Task brief
Write out every line below that includes the word "self".

(Saved entries)
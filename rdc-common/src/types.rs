// Copyright 2025 RDC Contributors
// Licensed under the Apache License, Version 2.0

//! Common type definitions

use serde::{Deserialize, Serialize};

/// Log pointer type: id of the last applied entry in the shared DDL log
pub type LogPtr = u32;

/// Version of a coordination-store node
pub type NodeVersion = i32;

/// How a DDL statement entered this process
#[derive(Debug, Clone, Copy, PartialEq, Eq, Serialize, Deserialize)]
pub enum QueryKind {
    /// Received directly from a client session; may enqueue log entries
    Initial,
    /// Produced by the apply worker or recovery; must never re-enqueue
    Secondary,
}

impl QueryKind {
    pub fn is_initial(self) -> bool {
        matches!(self, QueryKind::Initial)
    }
}

/// Kind of catalog object a DDL statement targets
#[derive(Debug, Clone, Copy, PartialEq, Eq, Serialize, Deserialize)]
pub enum ObjectKind {
    Table,
    Dictionary,
}

impl ObjectKind {
    pub fn keyword(self) -> &'static str {
        match self {
            ObjectKind::Table => "TABLE",
            ObjectKind::Dictionary => "DICTIONARY",
        }
    }
}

Reply to the task
    pub fn is_initial(self) -> bool {
        matches!(self, QueryKind::Initial)
    pub fn keyword(self) -> &'static str {
        match self {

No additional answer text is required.